How to Identify Bad Bots
Every Webmaster knows that a considerable part of the traffic comes from Search Engine Robots which in most cases benefits the site. All mainstream search engine robots (Bots as they are called in our circles) obey the directives found in the robots.txt protocol and exhibit normal crawling behavior. But there are bad bots which not only consume considerable bandwidth without offering any tangible benefits to the Webmaster, but also siphon off content to be used elsewhere, or even cause spurts in resource requests resulting in slowing down the server.

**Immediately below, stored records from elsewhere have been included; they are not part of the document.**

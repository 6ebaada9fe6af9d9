//! Background save and import operations.
//!
//! Each operation runs on its own thread with its own store connection and
//! reports through a channel: zero or more `Progress` events followed by
//! exactly one `Finished` or `Failed`.

pub mod import;
pub mod save;


use std::thread::{self, JoinHandle};

use crossbeam::channel::{unbounded, Receiver, Sender, TryRecvError};
use tracing::{error, info};

use crate::error::{CatalogError, Result};

pub use import::{run_import, ImportReport};
pub use save::{decide, run_save, RenameChoice, SaveDecision, SaveIntent, SaveRequest, SavedArtwork, Selection};

#[derive(Debug, Clone, PartialEq, Eq)]
pub struct Progress {
    /// 1-based position of the item about to be processed.
    pub current: usize,
    pub total: usize,
    pub item: String,
}

#[derive(Debug)]
pub enum JobEvent<T> {
    Progress(Progress),
    Finished(T),
    Failed(CatalogError),
}

/// Handed to the work closure for incremental reporting.
pub struct Reporter<T> {
    tx: Sender<JobEvent<T>>,
}

impl<T> Reporter<T> {
    pub fn progress(&self, progress: Progress) {
        // The caller may have dropped the handle; the work still completes.
        let _ = self.tx.send(JobEvent::Progress(progress));
    }
}

/// A running background operation.
pub struct JobHandle<T> {
    operation: &'static str,
    events: Receiver<JobEvent<T>>,
    worker: Option<JoinHandle<()>>,
    settled: bool,
}

impl<T: Send + 'static> JobHandle<T> {
    pub(crate) fn spawn<F>(operation: &'static str, work: F) -> Self
    where
        F: FnOnce(&Reporter<T>) -> Result<T> + Send + 'static,
    {
        let (tx, events) = unbounded();
        let worker = thread::spawn(move || {
            let reporter = Reporter { tx };
            let event = match work(&reporter) {
                Ok(value) => {
                    info!(operation, "Background operation finished");
                    JobEvent::Finished(value)
                }
                Err(e) => {
                    error!(operation, "Background operation failed: {}", e);
                    JobEvent::Failed(CatalogError::failed(operation, e))
                }
            };
            let _ = reporter.tx.send(event);
        });

        Self {
            operation,
            events,
            worker: Some(worker),
            settled: false,
        }
    }
}

impl<T> JobHandle<T> {
    pub fn operation(&self) -> &'static str {
        self.operation
    }

    /// Raw event stream, for callers that multiplex several handles.
    pub fn events(&self) -> &Receiver<JobEvent<T>> {
        &self.events
    }

    pub fn is_running(&self) -> bool {
        self.worker.as_ref().is_some_and(|w| !w.is_finished())
    }

    /// Non-blocking poll. Returns `None` once the terminal event has been
    /// taken. A worker that vanished without a terminal event is reported as
    /// a failure.
    pub fn try_event(&mut self) -> Option<JobEvent<T>> {
        if self.settled {
            return None;
        }
        let event = match self.events.try_recv() {
            Ok(event) => event,
            Err(TryRecvError::Empty) => return None,
            Err(TryRecvError::Disconnected) => JobEvent::Failed(self.vanished()),
        };
        if !matches!(event, JobEvent::Progress(_)) {
            self.settled = true;
        }
        Some(event)
    }

    pub fn wait(self) -> Result<T> {
        self.wait_with_progress(|_| {})
    }

    /// Blocks until the operation ends, passing progress events to `on_progress`.
    pub fn wait_with_progress<F>(mut self, mut on_progress: F) -> Result<T>
    where
        F: FnMut(&Progress),
    {
        let outcome = loop {
            match self.events.recv() {
                Ok(JobEvent::Progress(p)) => on_progress(&p),
                Ok(JobEvent::Finished(value)) => break Ok(value),
                Ok(JobEvent::Failed(e)) => break Err(e),
                Err(_) => break Err(self.vanished()),
            }
        };
        if let Some(worker) = self.worker.take() {
            let _ = worker.join();
        }
        outcome
    }

    fn vanished(&self) -> CatalogError {
        CatalogError::failed(
            self.operation,
            CatalogError::Other("worker exited without reporting an outcome".to_string()),
        )
    }
}
use std::collections::BTreeSet;
use std::path::{Path, PathBuf};

use tracing::{info, warn};

use crate::database::models::Artwork;
use crate::database::repo::CatalogStore;
use crate::error::Result;
use crate::search;
use crate::storage::blobs::BlobStore;
use crate::utils::config::CatalogConfig;
use crate::workflow::save::purge_blob;
use crate::workflow::{
    decide, run_import, run_save, ImportReport, JobHandle, SaveDecision, SaveIntent, SaveRequest,
    SavedArtwork, Selection,
};

/// Entry point for the UI layer.
///
/// Holds one store connection for interactive calls. Saves and imports run on
/// worker threads, each with a connection of its own.
pub struct Catalog {
    config: CatalogConfig,
    store: CatalogStore,
    blobs: BlobStore,
}

impl Catalog {
    pub fn open(config: CatalogConfig) -> Result<Self> {
        let store = CatalogStore::open(&config.db_path)?;
        let blobs = BlobStore::new(&config.image_dir)?;
        info!(db = %config.db_path.display(), images = %blobs.root().display(), "Opened catalog");
        Ok(Self { config, store, blobs })
    }

    pub fn config(&self) -> &CatalogConfig {
        &self.config
    }

    pub fn blobs(&self) -> &BlobStore {
        &self.blobs
    }

    pub fn thumbnail_path(&self, artwork: &Artwork) -> Result<PathBuf> {
        self.blobs.thumbnail_path(Path::new(&artwork.filepath))
    }

    /// Classifies a save before it runs. A `NeedsConfirmation` answer must be
    /// resolved by the operator before calling `save_artwork`.
    pub fn decide_save(&self, selection: Option<&Selection>, name: &str) -> Result<SaveDecision> {
        decide(&self.store, selection, name)
    }

    pub fn save_artwork(&self, request: SaveRequest) -> JobHandle<SavedArtwork> {
        let db_path = self.config.db_path.clone();
        let blobs = self.blobs.clone();
        JobHandle::spawn("save", move |_| {
            let mut store = CatalogStore::open(&db_path)?;
            run_save(&mut store, &blobs, &request)
        })
    }

    /// Swaps the image of an existing artwork, keeping its name, artist and tags.
    pub fn replace_image(&self, id: i64, image: Vec<u8>) -> Result<JobHandle<SavedArtwork>> {
        let current = self.store.get_artwork(id)?;
        let request = SaveRequest {
            image,
            tags: current.tag_set(),
            name: current.name,
            artist: current.artist,
            intent: SaveIntent::UpdateInPlace { id },
        };
        let db_path = self.config.db_path.clone();
        let blobs = self.blobs.clone();
        Ok(JobHandle::spawn("replace", move |_| {
            let mut store = CatalogStore::open(&db_path)?;
            run_save(&mut store, &blobs, &request)
        }))
    }

    pub fn import_folder(&self, folder: impl Into<PathBuf>) -> JobHandle<ImportReport> {
        let folder = folder.into();
        let db_path = self.config.db_path.clone();
        let blobs = self.blobs.clone();
        JobHandle::spawn("import", move |reporter| {
            let mut store = CatalogStore::open(&db_path)?;
            run_import(&mut store, &blobs, &folder, |p| reporter.progress(p))
        })
    }

    /// Removes the row first, then its blobs.
    pub fn delete_artwork(&mut self, id: i64) -> Result<()> {
        let filepath = self.store.delete_artwork(id)?;
        purge_blob(&self.blobs, Path::new(&filepath));
        info!(id, "Deleted artwork");
        Ok(())
    }

    pub fn get_artwork(&self, id: i64) -> Result<Artwork> {
        self.store.get_artwork(id)
    }

    pub fn list_artworks(&self) -> Result<Vec<Artwork>> {
        self.store.list_artworks()
    }

    pub fn search(&self, query: &str) -> Result<Vec<Artwork>> {
        Ok(search::search(self.store.list_artworks()?, query))
    }

    pub fn list_tags(&self) -> Result<BTreeSet<String>> {
        self.store.list_tags()
    }

    pub fn add_tag(&mut self, name: &str) -> Result<()> {
        self.store.upsert_tag(name)
    }

    pub fn rename_tag(&mut self, old: &str, new: &str) -> Result<()> {
        self.store.rename_tag(old, new)
    }

    pub fn delete_tag(&mut self, name: &str) -> Result<()> {
        self.store.delete_tag(name)
    }

    /// Irreversibly drops every row and every blob, leaving an empty catalog.
    pub fn wipe_all(&mut self) -> Result<()> {
        warn!(db = %self.config.db_path.display(), "Wiping the entire catalog");
        self.store.reset()?;
        self.blobs.wipe()?;
        Ok(())
    }
}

It is always an onerous task to keep these malevolent bots in check. As a system administrator for dozens of production servers over the last 15 years, I can tell you one thing – that keeping the bad people, and their bad bots away from their targets, takes up a sizable time.
There are many ways to handle this and every Webmaster I have come across, handles the situation in her/his own way. As long as you stay ahead of them, whatever the technique/method you use is probably working and at the end of the day – that is all that matters.
We often come across queries in online communities about the best technique to manage this overwhelming task. This How-to ‘on identifying the bad bots’ is intended to help the average webmaster to get a handle.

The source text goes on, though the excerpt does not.